YOUR TASK
Starting at the line that holds "pub trait ResourceManager" and stopping at the line that holds "for event handling", restate the records below word for word, with both of those lines included.

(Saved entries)
========================

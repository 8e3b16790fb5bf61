//! Fundamental traits used throughout the NOS operating system

use crate::error::Result;

/// Core trait for all services in the system
pub trait Service {
    /// Returns the unique name of the service
    fn name(&self) -> &str;
    
    /// Returns the unique identifier of the service
    fn service_id(&self) -> &str {
        self.name()
    }
    
    /// Returns the version of the service
    fn version(&self) -> &str {
        "0.1.0"
    }
    
    /// Initializes the service
    fn initialize(&mut self) -> Result<()> {
        Ok(())
    }
    
    /// Shuts down the service
    fn shutdown(&mut self) -> Result<()> {
        Ok(())
    }
}

/// Trait for components that can be started and stopped
pub trait Startable {
    /// Starts the component
    fn start(&mut self) -> Result<()>;
    
    /// Stops the component
    fn stop(&mut self) -> Result<()>;
    
    /// Returns true if the component is running
    fn is_running(&self) -> bool;
}

/// Trait for components that can be configured
pub trait Configurable {
    /// Configuration type
    type Config;
    
    /// Configure the component with the given configuration
    fn configure(&mut self, config: Self::Config) -> Result<()>;
    
    /// Returns the current configuration
    fn config(&self) -> &Self::Config;
}

/// Trait for components that can be reset
pub trait Resettable {
    /// Resets the component to its initial state
    fn reset(&mut self) -> Result<()>;
}

/// Trait for components that can provide status information
pub trait StatusProvider {
    /// Status type
    type Status;
    
    /// Returns the current status
    fn status(&self) -> Self::Status;
}

/// Trait for resource management
pub trait ResourceManager {
    /// Resource type
    type Resource;
    
    /// Acquires a resource
    fn acquire(&mut self) -> Result<Self::Resource>;
    
    /// Releases a resource
    fn release(&mut self, resource: Self::Resource) -> Result<()>;
}

/// Trait for event handling
pub trait EventHandler {
    /// Event type
    type Event;
    
    /// Handles an event
    fn handle(&mut self, event: Self::Event) -> Result<()>;
}

/// Trait for logging
pub trait Logger {
    /// Logs a message with the specified level
    fn log(&self, level: LogLevel, message: &str);
    
    /// Logs a debug message
    fn debug(&self, message: &str) {
        self.log(LogLevel::Debug, message);
    }
    
    /// Logs an info message
    fn info(&self, message: &str) {
        self.log(LogLevel::Info, message);
    }
    
    /// Logs a warning message
    fn warn(&self, message: &str) {
        self.log(LogLevel::Warn, message);
    }
    
    /// Logs an error message
    fn error(&self, message: &str) {
        self.log(LogLevel::Error, message);
    }
}

/// Log levels
#[derive(Debug, Clone, Copy, PartialEq, Eq, PartialOrd, Ord)]
pub enum LogLevel {
    Debug = 0,
    Info = 1,
    Warn = 2,
    Error = 3,
}

/// Trait for a monotonic tick source, the narrow capability callers that
/// need to stamp or compare generations depend on instead of a full
/// wall-clock or scheduler interface.
pub trait TickSource {
    /// Returns the current tick count. Must be non-decreasing across calls.
    fn now(&self) -> u64;
}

========================

TASK RESULT
pub trait ResourceManager {
    /// Resource type
    type Resource;
    
    /// Acquires a resource
    fn acquire(&mut self) -> Result<Self::Resource>;
    
    /// Releases a resource
    fn release(&mut self, resource: Self::Resource) -> Result<()>;
}

/// Trait for event handling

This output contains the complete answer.